(Entries shown)
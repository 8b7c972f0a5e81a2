use nalgebra::Point3;
use viscull::{
    Octree, Polygon,
    bsp::BuildContext,
    float_types::Real,
};

mod support;

use crate::support::{approx_eq, square, tags_of};

fn bounds() -> (Point3<Real>, Point3<Real>) {
    (Point3::new(-1.0, -1.0, -1.0), Point3::new(1.0, 1.0, 1.0))
}

/// One small square per octant, centered at (±0.5, ±0.5, ±0.5), tagged with
/// its octant index (bit 4 = +x, bit 2 = +y, bit 1 = +z).
fn octant_squares() -> Vec<Polygon<u32>> {
    (0u32..8)
        .map(|i| {
            let c = |bit: u32| if i & bit != 0 { 0.5 } else { -0.5 };
            square([c(4), c(2), c(1)], 2, 0.2, i)
        })
        .collect()
}

#[test]
fn small_input_collapses_to_a_single_leaf() {
    let polygons = vec![
        square([0.0, 0.0, 0.0], 2, 2.0, 0),
        square([0.0, 0.0, 0.0], 0, 2.0, 1),
        square([0.0, 0.0, 0.0], 1, 2.0, 2),
    ];
    let (bmin, bmax) = bounds();
    let mut ctx = BuildContext::from_seed(1);
    let mut tree = Octree::build(polygons, bmin, bmax, 5, &mut ctx).unwrap();

    assert!(tree.is_single_leaf());
    assert_eq!(tree.leaf_threshold(), 5);
    assert_eq!(tree.bounding_box(), (&bmin, &bmax));

    // The mini-BSP still orders the contents.
    let mut count = 0;
    let rc: Option<()> = tree.back2front(&Point3::new(5.0, 5.0, 5.0), &mut |polys| {
        count += polys.len();
        None
    });
    assert!(rc.is_none());
    assert_eq!(count, tree.all_polygons().len());
}

#[test]
fn children_follow_the_octant_bit_convention() {
    let (bmin, bmax) = bounds();
    let mut ctx = BuildContext::from_seed(1);
    let mut tree = Octree::build(octant_squares(), bmin, bmax, 1, &mut ctx).unwrap();
    assert!(!tree.is_single_leaf());

    // Nothing straddles a splitting plane, so no fragments appear.
    let mut all = tree.all_polygons();
    assert_eq!(all.len(), 8);
    all.sort_by_key(|p| p.metadata);
    for (i, poly) in all.iter().enumerate() {
        assert_eq!(poly.metadata, Some(i as u32));
    }

    // Front-to-back from deep inside octant 7 starts with octant 7's square
    // and ends with the mirror octant 0.
    let mut order = Vec::new();
    let rc: Option<()> = tree.front2back(&Point3::new(0.9, 0.9, 0.9), &mut |polys| {
        order.extend(tags_of(polys));
        None
    });
    assert!(rc.is_none());
    assert_eq!(order, vec![7, 6, 5, 3, 1, 2, 4, 0]);

    // Back-to-front is the mirrored sequence.
    let mut order = Vec::new();
    let rc: Option<()> = tree.back2front(&Point3::new(0.9, 0.9, 0.9), &mut |polys| {
        order.extend(tags_of(polys));
        None
    });
    assert!(rc.is_none());
    assert_eq!(order, vec![0, 1, 2, 4, 6, 5, 3, 7]);
}

#[test]
fn straddling_polygons_are_sliced_without_area_loss() {
    // Three mutually crossing squares through the box center; the octant
    // split slices all of them repeatedly.
    let polygons = vec![
        square([0.0, 0.0, 0.0], 2, 2.0, 0),
        square([0.0, 0.0, 0.0], 0, 2.0, 1),
        square([0.0, 0.0, 0.0], 1, 2.0, 2),
    ];
    let (bmin, bmax) = bounds();
    let mut ctx = BuildContext::from_seed(1);
    let mut tree = Octree::build(polygons, bmin, bmax, 2, &mut ctx).unwrap();

    let fragments = tree.all_polygons();
    assert!(fragments.len() > 3);
    for tag in 0..3u32 {
        let area: Real = fragments
            .iter()
            .filter(|p| p.metadata == Some(tag))
            .map(Polygon::area)
            .sum();
        assert!(approx_eq(area, 4.0, 1e-6), "tag {tag} area {area}");
    }

    // Traversal sees every fragment exactly once.
    let mut visited = 0;
    let rc: Option<()> = tree.back2front(&Point3::new(0.3, 0.2, 0.1), &mut |polys| {
        visited += polys.len();
        None
    });
    assert!(rc.is_none());
    assert_eq!(visited, fragments.len());
}

#[test]
fn visitor_abort_propagates_through_interior_nodes() {
    let (bmin, bmax) = bounds();
    let mut ctx = BuildContext::from_seed(1);
    let mut tree = Octree::build(octant_squares(), bmin, bmax, 1, &mut ctx).unwrap();

    let mut calls = 0;
    let rc = tree.front2back(&Point3::new(0.9, 0.9, 0.9), &mut |polys| {
        calls += 1;
        polys[0].metadata
    });
    assert_eq!(calls, 1);
    assert_eq!(rc, Some(7));
}

#[test]
fn empty_octants_are_skipped() {
    // Two squares in opposite octants only.
    let polygons = vec![square([0.5, 0.5, 0.5], 2, 0.2, 7), square([-0.5, -0.5, -0.5], 2, 0.2, 0)];
    let (bmin, bmax) = bounds();
    let mut ctx = BuildContext::from_seed(1);
    let mut tree = Octree::build(polygons, bmin, bmax, 1, &mut ctx).unwrap();

    let mut order = Vec::new();
    let rc: Option<()> = tree.back2front(&Point3::new(0.9, 0.9, 0.9), &mut |polys| {
        order.extend(tags_of(polys));
        None
    });
    assert!(rc.is_none());
    assert_eq!(order, vec![0, 7]);
}

#[test]
fn dynamic_hooks_are_inert() {
    let (bmin, bmax) = bounds();
    let mut ctx = BuildContext::from_seed(1);
    let mut tree = Octree::build(octant_squares(), bmin, bmax, 1, &mut ctx).unwrap();

    tree.add_dynamic_polygons(vec![square([0.0, 0.0, 0.0], 2, 0.1, 99)]);
    tree.remove_dynamic_polygons();
    assert_eq!(tree.all_polygons().len(), 8);
}

#[test]
fn empty_input_is_a_single_empty_leaf() {
    let (bmin, bmax) = bounds();
    let mut ctx = BuildContext::from_seed(1);
    let mut tree: Octree<u32> = Octree::build(Vec::new(), bmin, bmax, 4, &mut ctx).unwrap();
    assert!(tree.is_single_leaf());
    assert!(tree.all_polygons().is_empty());
    let rc: Option<()> =
        tree.back2front(&Point3::origin(), &mut |_| panic!("nothing to visit"));
    assert!(rc.is_none());
}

(What needs to be done) Write out every entry above, word for word.

(Worked solution)
repository 8b7c972f0a5e81a2
use nalgebra::Point3;
use viscull::{
    Octree, Polygon,
    bsp::BuildContext,
    float_types::Real,
};

mod support;

use crate::support::{approx_eq, square, tags_of};

fn bounds() -> (Point3<Real>, Point3<Real>) {
    (Point3::new(-1.0, -1.0, -1.0), Point3::new(1.0, 1.0, 1.0))
}

/// One small square per octant, centered at (±0.5, ±0.5, ±0.5), tagged with
/// its octant index (bit 4 = +x, bit 2 = +y, bit 1 = +z).
fn octant_squares() -> Vec<Polygon<u32>> {
    (0u32..8)
        .map(|i| {
            let c = |bit: u32| if i & bit != 0 { 0.5 } else { -0.5 };
            square([c(4), c(2), c(1)], 2, 0.2, i)
        })
        .collect()
}

#[test]
fn small_input_collapses_to_a_single_leaf() {
    let polygons = vec![
        square([0.0, 0.0, 0.0], 2, 2.0, 0),
        square([0.0, 0.0, 0.0], 0, 2.0, 1),
        square([0.0, 0.0, 0.0], 1, 2.0, 2),
    ];
    let (bmin, bmax) = bounds();
    let mut ctx = BuildContext::from_seed(1);
    let mut tree = Octree::build(polygons, bmin, bmax, 5, &mut ctx).unwrap();

    assert!(tree.is_single_leaf());
    assert_eq!(tree.leaf_threshold(), 5);
    assert_eq!(tree.bounding_box(), (&bmin, &bmax));

    // The mini-BSP still orders the contents.
    let mut count = 0;
    let rc: Option<()> = tree.back2front(&Point3::new(5.0, 5.0, 5.0), &mut |polys| {
        count += polys.len();
        None
    });
    assert!(rc.is_none());
    assert_eq!(count, tree.all_polygons().len());
}

#[test]
fn children_follow_the_octant_bit_convention() {
    let (bmin, bmax) = bounds();
    let mut ctx = BuildContext::from_seed(1);
    let mut tree = Octree::build(octant_squares(), bmin, bmax, 1, &mut ctx).unwrap();
    assert!(!tree.is_single_leaf());

    // Nothing straddles a splitting plane, so no fragments appear.
    let mut all = tree.all_polygons();
    assert_eq!(all.len(), 8);
    all.sort_by_key(|p| p.metadata);
    for (i, poly) in all.iter().enumerate() {
        assert_eq!(poly.metadata, Some(i as u32));
    }

    // Front-to-back from deep inside octant 7 starts with octant 7's square
    // and ends with the mirror octant 0.
    let mut order = Vec::new();
    let rc: Option<()> = tree.front2back(&Point3::new(0.9, 0.9, 0.9), &mut |polys| {
        order.extend(tags_of(polys));
        None
    });
    assert!(rc.is_none());
    assert_eq!(order, vec![7, 6, 5, 3, 1, 2, 4, 0]);

    // Back-to-front is the mirrored sequence.
    let mut order = Vec::new();
    let rc: Option<()> = tree.back2front(&Point3::new(0.9, 0.9, 0.9), &mut |polys| {
        order.extend(tags_of(polys));
        None
    });
    assert!(rc.is_none());
    assert_eq!(order, vec![0, 1, 2, 4, 6, 5, 3, 7]);
}

#[test]
fn straddling_polygons_are_sliced_without_area_loss() {
    // Three mutually crossing squares through the box center; the octant
    // split slices all of them repeatedly.
    let polygons = vec![
        square([0.0, 0.0, 0.0], 2, 2.0, 0),
        square([0.0, 0.0, 0.0], 0, 2.0, 1),
        square([0.0, 0.0, 0.0], 1, 2.0, 2),
    ];
    let (bmin, bmax) = bounds();
    let mut ctx = BuildContext::from_seed(1);
    let mut tree = Octree::build(polygons, bmin, bmax, 2, &mut ctx).unwrap();

    let fragments = tree.all_polygons();
    assert!(fragments.len() > 3);
    for tag in 0..3u32 {
        let area: Real = fragments
            .iter()
            .filter(|p| p.metadata == Some(tag))
            .map(Polygon::area)
            .sum();
        assert!(approx_eq(area, 4.0, 1e-6), "tag {tag} area {area}");
    }

    // Traversal sees every fragment exactly once.
    let mut visited = 0;
    let rc: Option<()> = tree.back2front(&Point3::new(0.3, 0.2, 0.1), &mut |polys| {
        visited += polys.len();
        None
    });
    assert!(rc.is_none());
    assert_eq!(visited, fragments.len());
}

#[test]
fn visitor_abort_propagates_through_interior_nodes() {
    let (bmin, bmax) = bounds();
    let mut ctx = BuildContext::from_seed(1);
    let mut tree = Octree::build(octant_squares(), bmin, bmax, 1, &mut ctx).unwrap();

    let mut calls = 0;
    let rc = tree.front2back(&Point3::new(0.9, 0.9, 0.9), &mut |polys| {
        calls += 1;
        polys[0].metadata
    });
    assert_eq!(calls, 1);
    assert_eq!(rc, Some(7));
}

#[test]
fn empty_octants_are_skipped() {
    // Two squares in opposite octants only.
    let polygons = vec![square([0.5, 0.5, 0.5], 2, 0.2, 7), square([-0.5, -0.5, -0.5], 2, 0.2, 0)];
    let (bmin, bmax) = bounds();
    let mut ctx = BuildContext::from_seed(1);
    let mut tree = Octree::build(polygons, bmin, bmax, 1, &mut ctx).unwrap();

    let mut order = Vec::new();
    let rc: Option<()> = tree.back2front(&Point3::new(0.9, 0.9, 0.9), &mut |polys| {
        order.extend(tags_of(polys));
        None
    });
    assert!(rc.is_none());
    assert_eq!(order, vec![0, 7]);
}

#[test]
fn dynamic_hooks_are_inert() {
    let (bmin, bmax) = bounds();
    let mut ctx = BuildContext::from_seed(1);
    let mut tree = Octree::build(octant_squares(), bmin, bmax, 1, &mut ctx).unwrap();

    tree.add_dynamic_polygons(vec![square([0.0, 0.0, 0.0], 2, 0.1, 99)]);
    tree.remove_dynamic_polygons();
    assert_eq!(tree.all_polygons().len(), 8);
}

#[test]
fn empty_input_is_a_single_empty_leaf() {
    let (bmin, bmax) = bounds();
    let mut ctx = BuildContext::from_seed(1);
    let mut tree: Octree<u32> = Octree::build(Vec::new(), bmin, bmax, 4, &mut ctx).unwrap();
    assert!(tree.is_single_leaf());
    assert!(tree.all_polygons().is_empty());
    let rc: Option<()> =
        tree.back2front(&Point3::origin(), &mut |_| panic!("nothing to visit"));
    assert!(rc.is_none());
}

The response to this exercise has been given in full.